I attended almost every Cancer GRC after 1965. For a number of years I did not tell anyone about the rabbit thyroid experiments because our conclusion that tumor growth depends on angiogenesis (the growth of new blood vessels) had been ridiculed by reviewers. But in 1971 the New England Journal of Medicine published a talk I gave at Boston’s Beth Israel Hospital describing the ideas that angiogenesis was stimulated by a growth factor and that antiangiogenesis agents could possibly serve as effective cancer therapies. I was then for the first time invited by Prehn to speak at the next Cancer GRC. My talk stimulated a heated debate. Many pathologists argued that tumors had no blood vessels: they were simply white masses of tissue. As a surgeon I had removed many tumors from the body and had observed that they were filled with blood vessels. But there were no other surgeons at the conference to back up my observations. And besides, other attendees argued, how could one distinguish blood vessels feeding tumors from the inflammation that tumors were thought inevitably to cause?

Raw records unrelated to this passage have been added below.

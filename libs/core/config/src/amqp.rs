use crate::{ConfigError, FromEnv, env_or_default, env_parse};

/// AMQP broker connection settings
#[derive(Clone, Debug, PartialEq, Eq)]
pub struct AmqpConfig {
    pub host: String,
    pub port: u16,
    pub username: String,
    pub password: String,
    pub vhost: String,
    /// Connection timeout in seconds
    pub connection_timeout_secs: u64,
    /// Heartbeat interval in seconds, 0 disables heartbeats
    pub heartbeat_secs: u16,
}

impl AmqpConfig {
    pub fn new(host: impl Into<String>, username: impl Into<String>, password: impl Into<String>) -> Self {
        Self {
            host: host.into(),
            username: username.into(),
            password: password.into(),
            ..Self::default()
        }
    }

    pub fn with_port(mut self, port: u16) -> Self {
        self.port = port;
        self
    }

    pub fn with_vhost(mut self, vhost: impl Into<String>) -> Self {
        self.vhost = vhost.into();
        self
    }

    pub fn with_heartbeat_secs(mut self, heartbeat_secs: u16) -> Self {
        self.heartbeat_secs = heartbeat_secs;
        self
    }

    /// `amqp://` URI with the vhost percent-encoded and heartbeat/timeout as query
    pub fn uri(&self) -> String {
        format!(
            "amqp://{}:{}@{}:{}/{}?heartbeat={}&connection_timeout={}",
            urlencoding::encode(&self.username),
            urlencoding::encode(&self.password),
            self.host,
            self.port,
            urlencoding::encode(&self.vhost),
            self.heartbeat_secs,
            self.connection_timeout_secs * 1000,
        )
    }
}

impl Default for AmqpConfig {
    fn default() -> Self {
        Self {
            host: "localhost".to_string(),
            port: 5672,
            username: "guest".to_string(),
            password: "guest".to_string(),
            vhost: "/".to_string(),
            connection_timeout_secs: 6,
            heartbeat_secs: 0,
        }
    }
}

impl FromEnv for AmqpConfig {
    /// Reads AMQP_* variables, defaulting to a local broker with guest credentials
    fn from_env() -> Result<Self, ConfigError> {
        let defaults = Self::default();
        Ok(Self {
            host: env_or_default("AMQP_HOST", &defaults.host),
            port: env_parse("AMQP_PORT", defaults.port)?,
            username: env_or_default("AMQP_USERNAME", &defaults.username),
            password: env_or_default("AMQP_PASSWORD", &defaults.password),
            vhost: env_or_default("AMQP_VHOST", &defaults.vhost),
            connection_timeout_secs: env_parse(
                "AMQP_CONNECTION_TIMEOUT_SECS",
                defaults.connection_timeout_secs,
            )?,
            heartbeat_secs: env_parse("AMQP_HEARTBEAT_SECS", defaults.heartbeat_secs)?,
        })
    }
}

At first the theory that tumors were angiogenesis-dependent was by nature difficult to demonstrate: the endothelial cells that make blood vessels had never been grown outside the body, and imaging technology that could show angiogenesis at work inside the body did not exist. Arguments presented at the Cancer GRC motivated me to find a way to gather the necessary evidence. GRC also brought together scientists from different disciplines who eventually contributed enormously to the understanding of cancer and angiogenesis. I remember one meeting in particular at which polymer scientists helped explain why putting a piece of plastic in a mouse’s skin causes a sarcoma. Rakesh K. Jain, who was originally a chemical engineer, helped biologists understand the fluid dynamics of vascular systems.

Of crucial importance for the field of angiogenesis research was the observation of Alexander Cruickshank, then GRC’s director, that interest in vascular biology and angiogenic inhibitors was growing at various conferences. At his suggestion Jain and I organized in 1995 the first Angiogenesis and Microcirculation Conference. Although in the early 1980s the medical community was still skeptical that angiogenesis inhibitors would be useful in patients, basic scientists had moved into the field from many different disciplines and from many countries. GRC provided a forum for the rapid advances taking place in understanding the molecular biology of the angiogenic process. Postdoctoral students and researchers from government and industry came to learn what was happening in the field, meet experts, and make funding and career connections. In fact, in the 1970s and 1980s Katherine Sanford and Colette Freeman from the National Cancer Institute gave me advice about grant writing because they heard me speak at a GRC.

GRC enabled the development of the field of angiogenesis research, which led to a modern understanding of cancer, macular degeneration, arthritis, and hemangioma-tosis as angiogenesis-dependent diseases, among others. Between 1995 and 2002 the number of papers about angiogenesis increased almost sevenfold, with nearly 1,400 papers published in 2002. Since the 1971 paper in the New England Journal of Medicine appeared, more than 22,000 papers have been published with the word angiogenesis in the title. New and old medicines, such as endostatin, Avastin, TNP-470, and thalidomide, now show promising results as therapies that have begun to prolong survival in cancer patients. These developments were greatly facilitated by GRC’s early recognition of the validity of scientific work in the field of angiogenesis research.